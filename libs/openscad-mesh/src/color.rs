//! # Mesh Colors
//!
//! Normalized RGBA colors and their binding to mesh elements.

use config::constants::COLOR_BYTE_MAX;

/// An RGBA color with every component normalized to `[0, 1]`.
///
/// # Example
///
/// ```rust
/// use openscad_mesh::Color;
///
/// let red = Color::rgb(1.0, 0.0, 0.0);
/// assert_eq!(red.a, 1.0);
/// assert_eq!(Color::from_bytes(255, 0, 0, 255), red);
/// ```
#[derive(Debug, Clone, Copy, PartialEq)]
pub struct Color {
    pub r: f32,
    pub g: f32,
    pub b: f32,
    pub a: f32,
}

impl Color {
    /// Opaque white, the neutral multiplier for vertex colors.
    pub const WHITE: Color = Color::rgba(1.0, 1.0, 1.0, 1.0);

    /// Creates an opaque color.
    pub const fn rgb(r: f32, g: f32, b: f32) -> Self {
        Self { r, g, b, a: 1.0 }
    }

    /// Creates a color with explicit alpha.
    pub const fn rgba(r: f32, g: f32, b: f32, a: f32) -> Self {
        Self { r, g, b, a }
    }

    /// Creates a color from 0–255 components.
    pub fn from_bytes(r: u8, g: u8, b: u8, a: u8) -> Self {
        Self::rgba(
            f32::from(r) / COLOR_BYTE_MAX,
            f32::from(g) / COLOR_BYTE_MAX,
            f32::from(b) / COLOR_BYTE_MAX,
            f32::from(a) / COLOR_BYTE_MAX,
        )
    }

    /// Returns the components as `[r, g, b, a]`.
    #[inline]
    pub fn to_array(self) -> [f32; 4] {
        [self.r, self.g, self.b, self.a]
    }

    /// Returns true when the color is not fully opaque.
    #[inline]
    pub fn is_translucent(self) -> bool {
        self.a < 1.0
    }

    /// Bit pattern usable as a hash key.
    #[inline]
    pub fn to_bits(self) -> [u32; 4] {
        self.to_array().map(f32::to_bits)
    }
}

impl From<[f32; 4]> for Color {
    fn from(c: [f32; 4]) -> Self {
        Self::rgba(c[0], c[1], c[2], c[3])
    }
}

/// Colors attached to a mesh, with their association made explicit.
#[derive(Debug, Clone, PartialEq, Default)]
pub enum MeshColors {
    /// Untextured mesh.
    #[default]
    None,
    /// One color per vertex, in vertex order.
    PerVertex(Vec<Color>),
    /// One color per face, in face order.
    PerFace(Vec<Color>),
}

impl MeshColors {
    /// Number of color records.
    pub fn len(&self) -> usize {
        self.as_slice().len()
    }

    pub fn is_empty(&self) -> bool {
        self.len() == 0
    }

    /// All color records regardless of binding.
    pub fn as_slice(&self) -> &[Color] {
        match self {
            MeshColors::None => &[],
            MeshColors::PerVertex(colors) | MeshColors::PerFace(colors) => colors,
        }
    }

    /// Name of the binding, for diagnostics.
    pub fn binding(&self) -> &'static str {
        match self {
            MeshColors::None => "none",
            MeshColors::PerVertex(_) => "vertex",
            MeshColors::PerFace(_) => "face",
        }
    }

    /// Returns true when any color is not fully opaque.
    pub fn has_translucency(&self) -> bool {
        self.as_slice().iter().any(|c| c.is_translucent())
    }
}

------------------------------------------------

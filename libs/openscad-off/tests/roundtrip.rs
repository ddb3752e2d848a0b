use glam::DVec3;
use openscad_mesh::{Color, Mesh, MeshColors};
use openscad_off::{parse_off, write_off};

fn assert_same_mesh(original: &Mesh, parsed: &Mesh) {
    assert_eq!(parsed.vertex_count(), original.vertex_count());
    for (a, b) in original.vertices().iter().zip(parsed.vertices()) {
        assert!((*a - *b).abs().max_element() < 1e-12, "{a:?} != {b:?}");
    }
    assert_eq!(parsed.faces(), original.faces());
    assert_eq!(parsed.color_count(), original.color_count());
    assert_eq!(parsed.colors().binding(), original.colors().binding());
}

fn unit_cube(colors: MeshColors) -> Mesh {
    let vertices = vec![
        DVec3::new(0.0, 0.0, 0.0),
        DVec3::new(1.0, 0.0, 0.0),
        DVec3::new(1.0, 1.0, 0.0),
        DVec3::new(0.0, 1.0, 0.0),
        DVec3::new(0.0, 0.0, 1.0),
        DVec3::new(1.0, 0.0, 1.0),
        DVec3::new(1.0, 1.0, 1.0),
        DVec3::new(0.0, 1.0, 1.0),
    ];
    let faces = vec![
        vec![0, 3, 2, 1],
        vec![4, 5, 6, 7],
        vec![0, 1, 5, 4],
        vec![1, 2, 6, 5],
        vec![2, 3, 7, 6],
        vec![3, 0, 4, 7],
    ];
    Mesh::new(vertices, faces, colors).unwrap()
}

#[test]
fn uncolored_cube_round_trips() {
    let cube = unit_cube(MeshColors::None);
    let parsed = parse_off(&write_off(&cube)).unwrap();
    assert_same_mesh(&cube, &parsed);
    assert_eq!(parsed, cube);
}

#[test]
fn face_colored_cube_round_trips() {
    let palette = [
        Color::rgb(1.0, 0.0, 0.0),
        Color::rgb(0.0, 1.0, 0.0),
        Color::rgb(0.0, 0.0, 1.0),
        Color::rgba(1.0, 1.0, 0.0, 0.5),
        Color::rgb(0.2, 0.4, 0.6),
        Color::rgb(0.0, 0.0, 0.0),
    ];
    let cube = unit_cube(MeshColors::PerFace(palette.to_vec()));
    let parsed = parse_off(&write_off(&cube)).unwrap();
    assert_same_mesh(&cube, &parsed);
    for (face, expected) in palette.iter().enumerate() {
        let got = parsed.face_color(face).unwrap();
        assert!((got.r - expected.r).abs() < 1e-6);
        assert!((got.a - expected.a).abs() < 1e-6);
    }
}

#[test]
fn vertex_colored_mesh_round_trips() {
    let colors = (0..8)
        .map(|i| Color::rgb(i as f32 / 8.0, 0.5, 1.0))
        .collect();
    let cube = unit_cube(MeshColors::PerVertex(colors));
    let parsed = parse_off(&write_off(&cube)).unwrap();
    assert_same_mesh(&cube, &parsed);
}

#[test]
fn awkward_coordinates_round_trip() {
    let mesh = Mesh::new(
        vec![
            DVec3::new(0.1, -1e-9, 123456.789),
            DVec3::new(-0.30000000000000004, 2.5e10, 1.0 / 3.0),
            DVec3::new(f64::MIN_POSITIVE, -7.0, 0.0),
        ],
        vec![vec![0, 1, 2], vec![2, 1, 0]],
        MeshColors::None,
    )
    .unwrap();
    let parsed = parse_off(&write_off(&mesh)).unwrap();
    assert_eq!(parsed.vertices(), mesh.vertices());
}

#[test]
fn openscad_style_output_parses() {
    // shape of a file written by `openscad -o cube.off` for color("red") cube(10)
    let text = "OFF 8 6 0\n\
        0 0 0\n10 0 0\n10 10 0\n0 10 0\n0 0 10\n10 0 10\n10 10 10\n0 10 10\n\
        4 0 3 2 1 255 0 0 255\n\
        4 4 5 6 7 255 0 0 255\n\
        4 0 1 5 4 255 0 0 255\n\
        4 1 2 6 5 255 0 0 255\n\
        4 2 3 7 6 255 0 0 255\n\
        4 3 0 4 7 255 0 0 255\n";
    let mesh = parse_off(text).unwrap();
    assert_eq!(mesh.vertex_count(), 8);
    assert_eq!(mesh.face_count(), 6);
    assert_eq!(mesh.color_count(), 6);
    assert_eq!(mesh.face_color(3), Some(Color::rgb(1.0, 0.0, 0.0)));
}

------------------------------------------------

Using the listing above, report each line that mentions the word "with".

/// An RGBA color with every component normalized to `[0, 1]`.
    /// Creates a color with explicit alpha.
/// Colors attached to a mesh, with their association made explicit.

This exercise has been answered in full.